- PROBLEM DETAILS
Among the entries below, take the line with "prop_oneof![3 => everyday, 1" and the line with "prop_assert_eq!(out.grid, grid);", and output them and every line between them exactly, with nothing else.

[Collected data entries]
━━━━━━━━
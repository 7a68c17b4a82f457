#![forbid(unsafe_code)]

/**
 * Property tests for the board engine.
 *
 * Invariants covered:
 * - A move that reports no change is a fixed point.
 * - Tile count drops by exactly the number of merges.
 * - Total tile value is conserved; the score delta is the sum of merged tiles.
 * - Four single clockwise turns return the original grid.
 * - Right on a mirrored grid mirrors left on the original.
 * - Every direction matches its rotation of the left move.
 * - A move never produces an invalid tile, including next to MAX_TILE.
 */
use proptest::prelude::*;
use tui_2048_core::{compact_and_merge_line, is_valid_tile, spawn_random_tile, Grid, SimpleRng};
use tui_2048_types::{Direction, MAX_TILE};

const MAX_EXP: u32 = MAX_TILE.trailing_zeros();

fn grid_from_exponents(exps: [u32; 16]) -> Grid {
    let mut values = [[0u32; 4]; 4];
    for (i, e) in exps.iter().enumerate() {
        values[i / 4][i % 4] = if *e == 0 { 0 } else { 1 << e };
    }
    Grid::from_values(values).expect("generated tiles are in range")
}

/// Mostly everyday boards, plus crowded boards at the top of the tile range
fn grid_strategy() -> impl Strategy<Value = Grid> {
    let everyday = proptest::array::uniform16(0u32..=11);
    let near_cap = proptest::array::uniform16(prop_oneof![
        Just(0u32),
        Just(MAX_EXP - 1),
        Just(MAX_EXP),
    ]);
    prop_oneof![3 => everyday, 1 => near_cap].prop_map(grid_from_exponents)
}

fn direction_strategy() -> impl Strategy<Value = Direction> {
    prop::sample::select(Direction::ALL.to_vec())
}

proptest! {
    #[test]
    fn unchanged_move_is_a_fixed_point(grid in grid_strategy(), dir in direction_strategy()) {
        let out = grid.apply_move(dir);
        if !out.changed {
            prop_assert_eq!(out.grid, grid);
            prop_assert_eq!(out.score_delta, 0);
        }
        let again = out.grid.apply_move(dir);
        if !out.changed {
            prop_assert!(!again.changed);
        }
    }

    #[test]
    fn tile_count_drops_by_merges(grid in grid_strategy(), dir in direction_strategy()) {
        let out = grid.apply_move(dir);
        prop_assert!(out.grid.tile_count() <= grid.tile_count());
        prop_assert_eq!(
            grid.tile_count() - out.grid.tile_count(),
            out.merges as usize
        );
    }

    #[test]
    fn total_value_is_conserved(grid in grid_strategy(), dir in direction_strategy()) {
        let out = grid.apply_move(dir);
        prop_assert_eq!(out.grid.tile_sum(), grid.tile_sum());
        // Each merge creates a tile of at least 4.
        prop_assert!(out.score_delta as u64 >= 4 * out.merges as u64);
    }

    #[test]
    fn four_turns_round_trip(grid in grid_strategy()) {
        let turned = grid.rotate(1).rotate(1).rotate(1).rotate(1);
        prop_assert_eq!(turned, grid);
    }

    #[test]
    fn left_and_right_are_mirror_images(grid in grid_strategy()) {
        let left = grid.apply_move(Direction::Left);
        let right = grid.mirror_horizontal().apply_move(Direction::Right);
        prop_assert_eq!(left.grid.mirror_horizontal(), right.grid);
        prop_assert_eq!(left.score_delta, right.score_delta);
        prop_assert_eq!(left.changed, right.changed);
    }

    #[test]
    fn directions_agree_with_rotated_left(grid in grid_strategy(), dir in direction_strategy()) {
        let turns = dir.quarter_turns();
        let via_left = grid.rotate(turns).apply_move(Direction::Left);
        let direct = grid.apply_move(dir);
        prop_assert_eq!(via_left.grid.rotate((4 - turns) % 4), direct.grid);
        prop_assert_eq!(via_left.score_delta, direct.score_delta);
    }

    #[test]
    fn moves_keep_tiles_valid(grid in grid_strategy(), dir in direction_strategy()) {
        let out = grid.apply_move(dir);
        for &value in out.grid.rows().iter().flatten().flatten() {
            prop_assert!(is_valid_tile(value));
        }
    }

    #[test]
    fn no_valid_move_means_every_direction_is_blocked(grid in grid_strategy()) {
        if !grid.has_any_valid_move() {
            for dir in Direction::ALL {
                prop_assert!(!grid.apply_move(dir).changed);
            }
        }
    }

    #[test]
    fn spawn_adds_one_tile_unless_full(grid in grid_strategy(), seed in any::<u32>()) {
        let mut rng = SimpleRng::new(seed);
        let next = spawn_random_tile(&grid, &mut rng);
        if grid.is_full() {
            prop_assert_eq!(next, grid);
        } else {
            prop_assert_eq!(next.tile_count(), grid.tile_count() + 1);
            let added = next.tile_sum() - grid.tile_sum();
            prop_assert!(added == 2 || added == 4);
        }
    }
}

#[test]
fn largest_tiles_move_without_overflow() {
    let half = MAX_TILE / 2;
    let line = [Some(MAX_TILE), Some(MAX_TILE), Some(half), Some(half)];
    let out = compact_and_merge_line(line);
    assert_eq!(out.line, [Some(MAX_TILE), Some(MAX_TILE), Some(MAX_TILE), None]);
    assert_eq!(out.score_delta, MAX_TILE);

    let m = MAX_TILE;
    let grid = Grid::from_values([[m, m, m, m], [m, m, m, m], [half; 4], [half; 4]]).unwrap();
    for dir in Direction::ALL {
        let out = grid.apply_move(dir);
        assert!(out.grid.max_tile() <= MAX_TILE);
        for &value in out.grid.rows().iter().flatten().flatten() {
            assert!(is_valid_tile(value), "{value} after {dir:?}");
        }
    }
    let up = grid.apply_move(Direction::Up);
    assert_eq!(up.merges, 4);
    assert_eq!(up.score_delta, 4 * MAX_TILE);

    let left = grid.apply_move(Direction::Left);
    assert_eq!(left.merges, 4);
    assert_eq!(left.grid.to_values()[0], [m; 4]);
    assert_eq!(left.grid.to_values()[2], [m, m, 0, 0]);
}

#[test]
fn move_then_spawn_rollout_preserves_invariants() {
    let mut rng = SimpleRng::new(20261019);
    let mut grid = tui_2048_core::initial_grid(&mut rng);
    let mut score = 0u64;

    for i in 0..2_000usize {
        if !grid.has_any_valid_move() {
            break;
        }
        let moves = grid.available_moves();
        assert!(!moves.is_empty(), "valid-move check disagrees with directions");
        let out = grid.apply_move(moves[i % moves.len()]);
        assert!(out.changed);
        score += out.score_delta as u64;
        grid = spawn_random_tile(&out.grid, &mut rng);
    }

    assert!(score > 0);
    for &value in grid.rows().iter().flatten().flatten() {
        assert!(is_valid_tile(value));
    }
}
━━━━━━━━
- TASK OUTPUT
    prop_oneof![3 => everyday, 1 => near_cap].prop_map(grid_from_exponents)
}

fn direction_strategy() -> impl Strategy<Value = Direction> {
    prop::sample::select(Direction::ALL.to_vec())
}

proptest! {
    #[test]
    fn unchanged_move_is_a_fixed_point(grid in grid_strategy(), dir in direction_strategy()) {
        let out = grid.apply_move(dir);
        if !out.changed {
            prop_assert_eq!(out.grid, grid);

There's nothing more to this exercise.